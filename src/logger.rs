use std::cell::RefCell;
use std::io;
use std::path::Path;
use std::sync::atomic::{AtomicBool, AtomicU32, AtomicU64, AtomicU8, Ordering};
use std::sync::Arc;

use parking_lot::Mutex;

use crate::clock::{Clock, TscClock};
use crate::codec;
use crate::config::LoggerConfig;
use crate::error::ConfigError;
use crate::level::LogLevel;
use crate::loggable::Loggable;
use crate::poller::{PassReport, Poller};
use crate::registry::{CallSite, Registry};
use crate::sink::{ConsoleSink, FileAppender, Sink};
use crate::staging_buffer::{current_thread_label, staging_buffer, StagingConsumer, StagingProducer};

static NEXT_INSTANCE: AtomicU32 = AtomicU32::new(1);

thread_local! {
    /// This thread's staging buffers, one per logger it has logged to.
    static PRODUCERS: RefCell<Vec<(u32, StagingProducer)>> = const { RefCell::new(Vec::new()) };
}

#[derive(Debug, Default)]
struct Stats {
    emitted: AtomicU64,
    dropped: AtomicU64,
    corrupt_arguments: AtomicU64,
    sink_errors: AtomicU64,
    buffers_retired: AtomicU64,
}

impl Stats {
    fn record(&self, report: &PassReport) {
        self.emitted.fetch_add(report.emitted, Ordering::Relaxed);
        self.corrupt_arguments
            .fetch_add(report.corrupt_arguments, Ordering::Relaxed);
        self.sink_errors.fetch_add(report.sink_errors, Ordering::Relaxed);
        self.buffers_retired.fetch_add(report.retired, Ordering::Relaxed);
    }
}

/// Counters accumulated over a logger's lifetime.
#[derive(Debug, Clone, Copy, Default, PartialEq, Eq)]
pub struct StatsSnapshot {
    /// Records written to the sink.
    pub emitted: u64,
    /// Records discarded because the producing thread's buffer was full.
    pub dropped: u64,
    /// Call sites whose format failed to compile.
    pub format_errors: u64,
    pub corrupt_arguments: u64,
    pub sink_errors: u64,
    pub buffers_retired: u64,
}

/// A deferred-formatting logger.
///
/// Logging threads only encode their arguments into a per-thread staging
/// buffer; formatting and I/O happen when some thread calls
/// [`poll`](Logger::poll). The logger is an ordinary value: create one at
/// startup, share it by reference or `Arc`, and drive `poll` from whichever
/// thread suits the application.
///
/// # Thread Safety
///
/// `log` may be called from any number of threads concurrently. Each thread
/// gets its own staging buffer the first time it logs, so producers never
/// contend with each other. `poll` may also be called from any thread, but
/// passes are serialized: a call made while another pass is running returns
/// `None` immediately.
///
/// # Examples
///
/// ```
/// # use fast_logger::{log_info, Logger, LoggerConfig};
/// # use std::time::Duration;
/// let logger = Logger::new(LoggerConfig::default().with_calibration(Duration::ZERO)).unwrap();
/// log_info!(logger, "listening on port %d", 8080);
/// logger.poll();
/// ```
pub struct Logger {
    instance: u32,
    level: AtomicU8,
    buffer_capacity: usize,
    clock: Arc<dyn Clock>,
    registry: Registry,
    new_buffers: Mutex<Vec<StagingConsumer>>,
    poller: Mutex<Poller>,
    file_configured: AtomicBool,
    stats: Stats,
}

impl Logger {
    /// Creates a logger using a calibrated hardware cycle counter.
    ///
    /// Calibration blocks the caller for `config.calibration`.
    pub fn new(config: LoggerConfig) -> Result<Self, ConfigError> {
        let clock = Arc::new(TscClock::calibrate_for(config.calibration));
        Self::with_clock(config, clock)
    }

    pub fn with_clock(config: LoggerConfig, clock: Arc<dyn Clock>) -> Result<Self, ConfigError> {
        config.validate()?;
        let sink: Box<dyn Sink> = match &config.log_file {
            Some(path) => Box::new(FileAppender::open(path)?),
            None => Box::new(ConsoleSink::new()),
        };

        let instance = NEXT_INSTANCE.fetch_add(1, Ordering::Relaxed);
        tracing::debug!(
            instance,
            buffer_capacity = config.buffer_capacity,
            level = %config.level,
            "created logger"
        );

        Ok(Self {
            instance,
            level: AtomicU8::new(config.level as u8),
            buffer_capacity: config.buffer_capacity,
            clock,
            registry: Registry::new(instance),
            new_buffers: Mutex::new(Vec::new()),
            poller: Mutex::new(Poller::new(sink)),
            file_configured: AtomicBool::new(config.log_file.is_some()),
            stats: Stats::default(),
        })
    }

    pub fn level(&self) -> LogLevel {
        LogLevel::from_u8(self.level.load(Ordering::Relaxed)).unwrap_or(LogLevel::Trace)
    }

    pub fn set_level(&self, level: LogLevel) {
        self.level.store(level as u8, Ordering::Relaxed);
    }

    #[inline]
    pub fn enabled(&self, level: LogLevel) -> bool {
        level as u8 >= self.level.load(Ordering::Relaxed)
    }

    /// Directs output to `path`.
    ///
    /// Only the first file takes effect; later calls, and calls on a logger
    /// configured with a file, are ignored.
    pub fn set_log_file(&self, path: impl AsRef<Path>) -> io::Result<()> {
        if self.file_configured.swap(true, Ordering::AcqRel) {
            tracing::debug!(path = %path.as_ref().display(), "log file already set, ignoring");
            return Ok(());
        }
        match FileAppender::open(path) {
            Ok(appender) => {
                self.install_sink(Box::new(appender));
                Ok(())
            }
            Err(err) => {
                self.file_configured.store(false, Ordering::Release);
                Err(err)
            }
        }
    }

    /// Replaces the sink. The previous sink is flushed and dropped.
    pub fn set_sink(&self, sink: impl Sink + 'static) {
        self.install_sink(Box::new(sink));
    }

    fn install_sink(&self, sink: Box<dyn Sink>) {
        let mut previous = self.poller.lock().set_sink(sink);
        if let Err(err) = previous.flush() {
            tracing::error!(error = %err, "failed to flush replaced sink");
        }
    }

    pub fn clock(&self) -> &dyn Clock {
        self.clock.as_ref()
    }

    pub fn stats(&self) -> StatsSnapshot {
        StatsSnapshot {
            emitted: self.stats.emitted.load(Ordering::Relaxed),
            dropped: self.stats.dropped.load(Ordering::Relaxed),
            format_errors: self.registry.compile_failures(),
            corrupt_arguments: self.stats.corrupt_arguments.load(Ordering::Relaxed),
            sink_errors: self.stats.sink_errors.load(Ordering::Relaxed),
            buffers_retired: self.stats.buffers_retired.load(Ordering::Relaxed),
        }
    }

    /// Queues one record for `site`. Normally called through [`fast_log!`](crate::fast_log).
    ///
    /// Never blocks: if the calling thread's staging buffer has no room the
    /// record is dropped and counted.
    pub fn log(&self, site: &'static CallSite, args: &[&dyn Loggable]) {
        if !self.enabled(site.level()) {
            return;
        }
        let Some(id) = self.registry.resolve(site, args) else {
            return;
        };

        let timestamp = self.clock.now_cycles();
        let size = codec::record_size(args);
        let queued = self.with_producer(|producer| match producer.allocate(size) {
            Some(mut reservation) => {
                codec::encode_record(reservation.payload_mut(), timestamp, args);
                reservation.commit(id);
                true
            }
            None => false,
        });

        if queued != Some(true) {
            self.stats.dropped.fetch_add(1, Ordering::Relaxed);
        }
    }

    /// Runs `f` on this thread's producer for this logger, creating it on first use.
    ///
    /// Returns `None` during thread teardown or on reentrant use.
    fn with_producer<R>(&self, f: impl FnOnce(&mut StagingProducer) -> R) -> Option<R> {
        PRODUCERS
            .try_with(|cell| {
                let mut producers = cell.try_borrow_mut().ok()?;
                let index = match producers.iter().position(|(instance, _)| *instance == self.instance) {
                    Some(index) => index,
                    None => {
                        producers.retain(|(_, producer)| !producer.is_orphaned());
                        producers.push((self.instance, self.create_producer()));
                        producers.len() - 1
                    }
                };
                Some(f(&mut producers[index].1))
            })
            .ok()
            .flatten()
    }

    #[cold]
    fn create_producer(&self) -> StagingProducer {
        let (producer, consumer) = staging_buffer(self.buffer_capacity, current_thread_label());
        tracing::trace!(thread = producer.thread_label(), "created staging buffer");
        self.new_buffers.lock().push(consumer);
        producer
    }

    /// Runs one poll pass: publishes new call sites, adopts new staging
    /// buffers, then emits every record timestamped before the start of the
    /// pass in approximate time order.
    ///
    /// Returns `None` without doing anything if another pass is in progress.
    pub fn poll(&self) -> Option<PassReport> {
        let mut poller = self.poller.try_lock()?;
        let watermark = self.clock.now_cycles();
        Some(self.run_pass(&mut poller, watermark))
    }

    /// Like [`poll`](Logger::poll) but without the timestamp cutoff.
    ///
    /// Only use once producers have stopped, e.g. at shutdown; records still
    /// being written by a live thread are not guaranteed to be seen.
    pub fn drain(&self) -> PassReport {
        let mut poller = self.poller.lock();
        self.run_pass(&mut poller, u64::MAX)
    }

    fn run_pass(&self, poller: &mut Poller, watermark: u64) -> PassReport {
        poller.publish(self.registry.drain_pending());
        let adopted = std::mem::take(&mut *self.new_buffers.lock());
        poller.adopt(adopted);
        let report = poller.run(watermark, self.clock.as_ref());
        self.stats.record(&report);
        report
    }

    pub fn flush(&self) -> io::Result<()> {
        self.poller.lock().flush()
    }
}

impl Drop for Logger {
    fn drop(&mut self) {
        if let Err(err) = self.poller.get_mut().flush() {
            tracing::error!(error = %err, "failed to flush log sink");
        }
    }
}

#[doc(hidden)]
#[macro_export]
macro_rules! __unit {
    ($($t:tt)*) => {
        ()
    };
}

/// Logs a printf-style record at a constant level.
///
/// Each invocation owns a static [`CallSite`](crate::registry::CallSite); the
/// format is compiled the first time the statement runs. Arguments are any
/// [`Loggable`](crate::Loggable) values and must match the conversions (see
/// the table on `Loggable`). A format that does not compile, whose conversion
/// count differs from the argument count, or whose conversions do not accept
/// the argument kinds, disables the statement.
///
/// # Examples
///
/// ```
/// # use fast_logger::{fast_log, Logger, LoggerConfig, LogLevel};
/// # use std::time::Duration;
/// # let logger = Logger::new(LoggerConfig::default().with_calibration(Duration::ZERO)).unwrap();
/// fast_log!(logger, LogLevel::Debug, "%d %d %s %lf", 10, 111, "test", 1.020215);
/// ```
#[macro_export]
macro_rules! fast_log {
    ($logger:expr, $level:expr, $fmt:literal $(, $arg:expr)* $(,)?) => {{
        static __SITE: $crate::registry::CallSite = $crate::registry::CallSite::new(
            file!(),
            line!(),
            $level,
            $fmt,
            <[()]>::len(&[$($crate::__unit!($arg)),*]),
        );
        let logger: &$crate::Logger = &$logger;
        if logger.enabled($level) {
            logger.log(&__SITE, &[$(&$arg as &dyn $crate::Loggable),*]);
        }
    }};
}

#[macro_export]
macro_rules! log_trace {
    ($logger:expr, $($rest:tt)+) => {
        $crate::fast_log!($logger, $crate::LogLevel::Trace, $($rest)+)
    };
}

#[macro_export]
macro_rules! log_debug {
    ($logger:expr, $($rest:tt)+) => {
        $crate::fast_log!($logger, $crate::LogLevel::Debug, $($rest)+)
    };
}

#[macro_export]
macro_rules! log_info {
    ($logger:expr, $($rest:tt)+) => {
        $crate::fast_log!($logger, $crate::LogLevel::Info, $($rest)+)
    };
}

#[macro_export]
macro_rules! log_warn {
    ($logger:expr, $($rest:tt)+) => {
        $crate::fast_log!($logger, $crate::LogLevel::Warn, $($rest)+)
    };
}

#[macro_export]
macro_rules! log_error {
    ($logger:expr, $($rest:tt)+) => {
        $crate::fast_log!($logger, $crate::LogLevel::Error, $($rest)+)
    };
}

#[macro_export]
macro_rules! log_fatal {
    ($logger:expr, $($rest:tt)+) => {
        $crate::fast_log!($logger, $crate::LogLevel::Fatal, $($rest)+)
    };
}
# # # # # # #
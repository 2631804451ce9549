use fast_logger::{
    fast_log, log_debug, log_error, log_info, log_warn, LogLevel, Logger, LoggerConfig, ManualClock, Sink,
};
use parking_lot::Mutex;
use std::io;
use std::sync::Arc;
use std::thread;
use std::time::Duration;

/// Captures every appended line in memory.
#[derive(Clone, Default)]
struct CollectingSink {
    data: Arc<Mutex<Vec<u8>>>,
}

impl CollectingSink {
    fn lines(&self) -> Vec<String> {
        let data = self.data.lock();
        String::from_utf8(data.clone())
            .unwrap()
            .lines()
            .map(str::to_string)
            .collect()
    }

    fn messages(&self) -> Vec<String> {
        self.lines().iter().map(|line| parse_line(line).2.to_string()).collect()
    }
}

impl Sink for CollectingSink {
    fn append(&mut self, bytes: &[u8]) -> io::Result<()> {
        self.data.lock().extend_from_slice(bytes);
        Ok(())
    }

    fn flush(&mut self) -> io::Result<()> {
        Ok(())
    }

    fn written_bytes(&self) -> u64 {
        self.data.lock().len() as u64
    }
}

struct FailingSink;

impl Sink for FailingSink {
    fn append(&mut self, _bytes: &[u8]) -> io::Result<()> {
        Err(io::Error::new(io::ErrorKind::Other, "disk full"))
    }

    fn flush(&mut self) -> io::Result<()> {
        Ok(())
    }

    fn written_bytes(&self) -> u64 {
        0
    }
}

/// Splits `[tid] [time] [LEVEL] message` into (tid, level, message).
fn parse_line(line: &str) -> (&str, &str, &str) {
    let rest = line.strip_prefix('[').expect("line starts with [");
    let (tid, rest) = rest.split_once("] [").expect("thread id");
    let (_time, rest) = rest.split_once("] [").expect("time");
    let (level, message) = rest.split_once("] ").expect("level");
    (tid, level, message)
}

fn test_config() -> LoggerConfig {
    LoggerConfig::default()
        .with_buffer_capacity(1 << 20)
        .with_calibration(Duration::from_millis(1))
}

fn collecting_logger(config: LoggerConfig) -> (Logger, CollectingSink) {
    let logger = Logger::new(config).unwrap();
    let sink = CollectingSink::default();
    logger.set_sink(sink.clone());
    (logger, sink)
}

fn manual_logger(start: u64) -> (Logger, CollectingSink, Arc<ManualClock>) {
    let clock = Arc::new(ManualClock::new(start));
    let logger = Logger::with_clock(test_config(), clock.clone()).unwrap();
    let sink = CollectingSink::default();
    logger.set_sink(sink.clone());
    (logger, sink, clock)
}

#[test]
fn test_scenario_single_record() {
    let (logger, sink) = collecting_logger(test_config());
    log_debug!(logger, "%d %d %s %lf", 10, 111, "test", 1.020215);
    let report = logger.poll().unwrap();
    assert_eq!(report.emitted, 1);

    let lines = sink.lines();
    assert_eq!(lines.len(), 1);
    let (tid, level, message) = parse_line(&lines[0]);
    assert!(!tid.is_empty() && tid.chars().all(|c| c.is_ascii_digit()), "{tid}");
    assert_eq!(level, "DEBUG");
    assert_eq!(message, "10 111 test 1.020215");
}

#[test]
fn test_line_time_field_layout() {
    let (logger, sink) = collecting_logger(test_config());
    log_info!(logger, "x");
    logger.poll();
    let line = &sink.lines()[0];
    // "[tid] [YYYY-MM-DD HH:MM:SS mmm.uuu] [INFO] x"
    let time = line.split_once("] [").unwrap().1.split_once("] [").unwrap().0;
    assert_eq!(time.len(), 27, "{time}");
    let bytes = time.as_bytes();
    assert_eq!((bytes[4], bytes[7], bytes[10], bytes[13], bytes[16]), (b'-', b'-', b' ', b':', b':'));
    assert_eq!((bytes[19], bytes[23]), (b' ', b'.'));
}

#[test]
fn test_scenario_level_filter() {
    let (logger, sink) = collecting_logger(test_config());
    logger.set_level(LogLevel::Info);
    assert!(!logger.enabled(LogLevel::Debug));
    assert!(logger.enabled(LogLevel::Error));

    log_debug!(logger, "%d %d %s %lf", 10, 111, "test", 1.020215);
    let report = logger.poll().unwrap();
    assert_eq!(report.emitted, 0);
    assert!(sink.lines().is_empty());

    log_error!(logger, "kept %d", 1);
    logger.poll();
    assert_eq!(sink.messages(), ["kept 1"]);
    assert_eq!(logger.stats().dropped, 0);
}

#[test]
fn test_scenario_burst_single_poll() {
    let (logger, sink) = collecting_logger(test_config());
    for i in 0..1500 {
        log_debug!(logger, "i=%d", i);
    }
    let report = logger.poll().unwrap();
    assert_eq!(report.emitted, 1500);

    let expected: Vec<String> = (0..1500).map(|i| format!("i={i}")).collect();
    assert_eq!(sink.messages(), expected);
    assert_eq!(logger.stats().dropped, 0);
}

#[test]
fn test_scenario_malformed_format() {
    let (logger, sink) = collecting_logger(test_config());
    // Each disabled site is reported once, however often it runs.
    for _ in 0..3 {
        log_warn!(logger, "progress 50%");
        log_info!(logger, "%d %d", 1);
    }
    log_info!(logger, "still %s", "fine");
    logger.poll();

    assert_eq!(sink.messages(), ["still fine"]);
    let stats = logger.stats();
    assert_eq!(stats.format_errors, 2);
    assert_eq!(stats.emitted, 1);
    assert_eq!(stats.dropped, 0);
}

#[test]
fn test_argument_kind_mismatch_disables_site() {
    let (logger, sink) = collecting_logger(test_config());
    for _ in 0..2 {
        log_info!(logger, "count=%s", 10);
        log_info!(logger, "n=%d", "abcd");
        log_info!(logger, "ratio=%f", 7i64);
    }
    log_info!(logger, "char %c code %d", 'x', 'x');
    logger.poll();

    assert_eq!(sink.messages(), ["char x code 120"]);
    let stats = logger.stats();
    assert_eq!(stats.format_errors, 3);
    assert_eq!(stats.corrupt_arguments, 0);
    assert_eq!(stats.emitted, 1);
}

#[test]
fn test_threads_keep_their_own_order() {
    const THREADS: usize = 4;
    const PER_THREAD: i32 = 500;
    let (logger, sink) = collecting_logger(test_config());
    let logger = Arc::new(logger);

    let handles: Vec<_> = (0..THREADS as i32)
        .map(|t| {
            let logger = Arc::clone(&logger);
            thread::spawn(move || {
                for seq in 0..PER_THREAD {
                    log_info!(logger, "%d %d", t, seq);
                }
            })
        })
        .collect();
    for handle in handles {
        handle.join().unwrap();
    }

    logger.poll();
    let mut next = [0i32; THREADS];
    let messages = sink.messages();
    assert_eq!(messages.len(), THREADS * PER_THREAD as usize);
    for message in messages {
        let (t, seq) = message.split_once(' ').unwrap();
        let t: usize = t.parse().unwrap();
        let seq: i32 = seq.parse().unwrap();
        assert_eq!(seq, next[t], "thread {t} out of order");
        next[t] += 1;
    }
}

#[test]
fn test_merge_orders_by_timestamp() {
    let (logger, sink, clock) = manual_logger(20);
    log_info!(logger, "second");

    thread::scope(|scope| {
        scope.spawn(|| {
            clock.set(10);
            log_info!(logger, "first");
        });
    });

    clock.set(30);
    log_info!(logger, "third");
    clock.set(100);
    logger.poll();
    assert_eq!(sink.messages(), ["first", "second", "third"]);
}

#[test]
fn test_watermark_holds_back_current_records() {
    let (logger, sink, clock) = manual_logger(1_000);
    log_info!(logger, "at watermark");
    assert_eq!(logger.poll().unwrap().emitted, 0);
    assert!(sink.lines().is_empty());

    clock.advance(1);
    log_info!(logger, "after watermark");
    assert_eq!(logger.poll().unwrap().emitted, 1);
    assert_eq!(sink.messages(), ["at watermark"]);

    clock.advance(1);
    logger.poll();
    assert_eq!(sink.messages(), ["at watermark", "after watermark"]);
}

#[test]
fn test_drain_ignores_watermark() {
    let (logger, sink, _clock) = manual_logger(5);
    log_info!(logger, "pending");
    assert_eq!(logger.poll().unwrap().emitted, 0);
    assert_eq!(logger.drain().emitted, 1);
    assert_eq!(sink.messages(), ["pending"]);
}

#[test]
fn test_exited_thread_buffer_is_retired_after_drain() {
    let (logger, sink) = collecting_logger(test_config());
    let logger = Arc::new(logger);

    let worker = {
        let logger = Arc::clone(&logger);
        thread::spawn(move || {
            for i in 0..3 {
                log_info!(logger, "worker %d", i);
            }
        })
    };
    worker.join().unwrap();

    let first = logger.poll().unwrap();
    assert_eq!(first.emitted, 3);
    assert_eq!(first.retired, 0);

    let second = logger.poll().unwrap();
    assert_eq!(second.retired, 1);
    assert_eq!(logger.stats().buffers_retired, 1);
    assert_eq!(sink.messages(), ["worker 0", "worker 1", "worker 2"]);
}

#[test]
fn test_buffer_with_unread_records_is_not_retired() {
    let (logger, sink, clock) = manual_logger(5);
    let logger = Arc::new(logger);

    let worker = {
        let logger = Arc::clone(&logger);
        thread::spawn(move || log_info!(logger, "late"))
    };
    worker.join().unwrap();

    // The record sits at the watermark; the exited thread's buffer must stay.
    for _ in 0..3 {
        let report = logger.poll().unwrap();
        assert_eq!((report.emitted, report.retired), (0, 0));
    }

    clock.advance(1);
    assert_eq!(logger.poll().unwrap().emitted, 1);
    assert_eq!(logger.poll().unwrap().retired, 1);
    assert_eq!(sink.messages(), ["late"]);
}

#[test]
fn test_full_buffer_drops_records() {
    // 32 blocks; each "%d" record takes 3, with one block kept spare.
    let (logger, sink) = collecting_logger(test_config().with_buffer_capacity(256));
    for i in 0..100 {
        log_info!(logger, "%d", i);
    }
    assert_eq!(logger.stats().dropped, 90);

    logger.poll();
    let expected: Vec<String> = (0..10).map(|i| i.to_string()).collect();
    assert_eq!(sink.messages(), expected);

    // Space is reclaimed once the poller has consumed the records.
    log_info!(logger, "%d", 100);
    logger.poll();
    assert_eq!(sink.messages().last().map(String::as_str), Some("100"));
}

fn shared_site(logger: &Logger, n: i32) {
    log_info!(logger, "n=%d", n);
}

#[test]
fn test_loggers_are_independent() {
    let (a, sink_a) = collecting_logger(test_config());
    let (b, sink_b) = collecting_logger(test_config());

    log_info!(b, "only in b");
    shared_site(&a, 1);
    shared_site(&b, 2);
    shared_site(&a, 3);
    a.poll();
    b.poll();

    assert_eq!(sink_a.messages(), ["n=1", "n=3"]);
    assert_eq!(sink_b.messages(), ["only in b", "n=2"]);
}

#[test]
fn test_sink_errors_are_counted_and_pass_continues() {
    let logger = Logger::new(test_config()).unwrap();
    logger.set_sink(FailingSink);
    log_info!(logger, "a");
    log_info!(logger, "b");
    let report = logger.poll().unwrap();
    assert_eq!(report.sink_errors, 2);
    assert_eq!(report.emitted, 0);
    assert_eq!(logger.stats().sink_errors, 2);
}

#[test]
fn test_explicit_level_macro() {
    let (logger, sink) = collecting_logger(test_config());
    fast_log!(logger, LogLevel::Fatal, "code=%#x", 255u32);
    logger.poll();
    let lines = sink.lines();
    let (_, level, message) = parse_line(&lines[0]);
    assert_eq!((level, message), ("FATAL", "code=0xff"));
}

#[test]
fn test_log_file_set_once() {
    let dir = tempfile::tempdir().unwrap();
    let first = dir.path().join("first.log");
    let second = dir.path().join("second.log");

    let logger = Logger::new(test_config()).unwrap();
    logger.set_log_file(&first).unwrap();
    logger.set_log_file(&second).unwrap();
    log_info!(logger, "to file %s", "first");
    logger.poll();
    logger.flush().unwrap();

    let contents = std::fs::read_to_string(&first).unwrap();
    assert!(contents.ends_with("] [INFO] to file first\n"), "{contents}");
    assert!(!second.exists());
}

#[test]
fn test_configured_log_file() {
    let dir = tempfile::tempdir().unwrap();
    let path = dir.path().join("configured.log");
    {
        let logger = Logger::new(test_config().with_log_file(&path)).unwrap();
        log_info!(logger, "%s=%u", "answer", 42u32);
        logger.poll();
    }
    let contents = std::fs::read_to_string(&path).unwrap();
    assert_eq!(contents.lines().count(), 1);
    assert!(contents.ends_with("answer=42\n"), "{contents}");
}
# # # # # # #
EXERCISE AIM:
Scan the entries for lines holding the string "StatsSnapshot", then copy every one of them.

THE ANSWER:
pub struct StatsSnapshot {
    pub fn stats(&self) -> StatsSnapshot {
        StatsSnapshot {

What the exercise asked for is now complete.